Start of Block
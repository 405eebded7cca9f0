//! Transactional email delivery.
//!
//! Thin client over the hosted email API plus the localized templates for
//! booking confirmations and abandoned-booking recovery. Template text
//! falls back to English for any locale we do not ship.

pub mod templates;

use async_trait::async_trait;
use chrono::NaiveDate;
use rust_decimal::Decimal;
use serde_json::{json, Value};
use std::time::Duration;
use thiserror::Error;
use tracing::{debug, instrument};

use crate::catalog::PackageId;
use crate::i18n::Locale;

#[derive(Debug, Error)]
pub enum EmailError {
    #[error("email service not configured")]
    NotConfigured,
    #[error("email transport error: {0}")]
    Transport(String),
    #[error("email API error: {0}")]
    Api(String),
}

impl From<reqwest::Error> for EmailError {
    fn from(err: reqwest::Error) -> Self {
        EmailError::Transport(err.to_string())
    }
}

/// Booking confirmation payload
#[derive(Debug, Clone)]
pub struct ConfirmationEmail {
    pub to: String,
    pub customer_name: String,
    pub package_id: PackageId,
    pub booking_date: NaiveDate,
    pub booking_time: String,
    pub total_amount: Decimal,
    pub currency: String,
    pub locale: Locale,
}

/// Abandoned-booking recovery payload
#[derive(Debug, Clone)]
pub struct RecoveryEmail {
    pub to: String,
    pub customer_name: String,
    pub package_id: PackageId,
    pub resume_url: String,
    pub locale: Locale,
}

/// Seam for everything that sends mail, mockable in orchestrator and
/// recovery-job tests.
#[cfg_attr(test, mockall::automock)]
#[async_trait]
pub trait EmailSender: Send + Sync {
    /// Returns the provider-assigned email id on success.
    async fn send_confirmation(&self, email: &ConfirmationEmail) -> Result<String, EmailError>;

    async fn send_recovery(&self, email: &RecoveryEmail) -> Result<String, EmailError>;
}

/// Hosted email API client (Resend-style: bearer key, POST /emails)
pub struct ResendEmailSender {
    http: reqwest::Client,
    api_url: String,
    api_key: Option<String>,
    from: String,
}

impl ResendEmailSender {
    pub fn new(api_url: String, api_key: Option<String>, from: String) -> Self {
        let http = reqwest::Client::builder()
            .timeout(Duration::from_secs(15))
            .build()
            .unwrap_or_default();
        Self {
            http,
            api_url,
            api_key,
            from,
        }
    }

    async fn deliver(&self, to: &str, subject: &str, html: &str) -> Result<String, EmailError> {
        let api_key = self.api_key.as_ref().ok_or(EmailError::NotConfigured)?;

        let response = self
            .http
            .post(format!("{}/emails", self.api_url))
            .bearer_auth(api_key)
            .json(&json!({
                "from": self.from,
                "to": [to],
                "subject": subject,
                "html": html,
            }))
            .send()
            .await?;

        let status = response.status();
        let raw: Value = response
            .json()
            .await
            .map_err(|e| EmailError::Api(format!("unparseable email API response: {e}")))?;

        if !status.is_success() {
            return Err(EmailError::Api(format!(
                "email API returned HTTP {status}: {raw}"
            )));
        }

        let id = raw
            .get("id")
            .and_then(Value::as_str)
            .unwrap_or_default()
            .to_string();
        debug!(email_id = %id, "email dispatched");
        Ok(id)
    }
}

#[async_trait]
impl EmailSender for ResendEmailSender {
    #[instrument(skip(self, email), fields(to = %email.to))]
    async fn send_confirmation(&self, email: &ConfirmationEmail) -> Result<String, EmailError> {
        let subject = templates::confirmation_subject(email.locale);
        let html = templates::confirmation_body(email);
        self.deliver(&email.to, subject, &html).await
    }

    #[instrument(skip(self, email), fields(to = %email.to))]
    async fn send_recovery(&self, email: &RecoveryEmail) -> Result<String, EmailError> {
        let subject = templates::recovery_subject(email.locale);
        let html = templates::recovery_body(email);
        self.deliver(&email.to, subject, &html).await
    }
}

#[cfg(test)]
mod tests {
    use super::*;
    use rust_decimal_macros::dec;
    use wiremock::matchers::{body_partial_json, header, method, path};
    use wiremock::{Mock, MockServer, ResponseTemplate};

    fn confirmation(locale: Locale) -> ConfirmationEmail {
        ConfirmationEmail {
            to: "jane@example.com".into(),
            customer_name: "Jane".into(),
            package_id: PackageId::Premium,
            booking_date: NaiveDate::from_ymd_opt(2025, 6, 1).unwrap(),
            booking_time: "10:00".into(),
            total_amount: dec!(250.00),
            currency: "EUR".into(),
            locale,
        }
    }

    #[tokio::test]
    async fn sends_through_hosted_api() {
        let server = MockServer::start().await;
        Mock::given(method("POST"))
            .and(path("/emails"))
            .and(header("Authorization", "Bearer test-key"))
            .and(body_partial_json(serde_json::json!({
                "to": ["jane@example.com"]
            })))
            .respond_with(
                ResponseTemplate::new(200)
                    .set_body_json(serde_json::json!({ "id": "re_123" })),
            )
            .mount(&server)
            .await;

        let sender = ResendEmailSender::new(
            server.uri(),
            Some("test-key".into()),
            "Studio Vista <bookings@studiovista.co>".into(),
        );
        let id = sender.send_confirmation(&confirmation(Locale::En)).await.unwrap();
        assert_eq!(id, "re_123");
    }

    #[tokio::test]
    async fn missing_api_key_is_not_configured() {
        let sender = ResendEmailSender::new(
            "http://127.0.0.1:1".into(),
            None,
            "Studio Vista <bookings@studiovista.co>".into(),
        );
        let result = sender.send_confirmation(&confirmation(Locale::En)).await;
        assert!(matches!(result, Err(EmailError::NotConfigured)));
    }

    #[tokio::test]
    async fn api_rejection_is_an_api_error() {
        let server = MockServer::start().await;
        Mock::given(method("POST"))
            .and(path("/emails"))
            .respond_with(
                ResponseTemplate::new(422)
                    .set_body_json(serde_json::json!({ "message": "invalid from" })),
            )
            .mount(&server)
            .await;

        let sender = ResendEmailSender::new(
            server.uri(),
            Some("test-key".into()),
            "broken".into(),
        );
        let result = sender.send_confirmation(&confirmation(Locale::Tr)).await;
        assert!(matches!(result, Err(EmailError::Api(_))));
    }
}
End of Block
_WHAT THE TASK ASKS_
Would you copy every line of the entries in which "format" appears?

_TASK ANSWER_
            .post(format!("{}/emails", self.api_url))
            .map_err(|e| EmailError::Api(format!("unparseable email API response: {e}")))?;
            return Err(EmailError::Api(format!(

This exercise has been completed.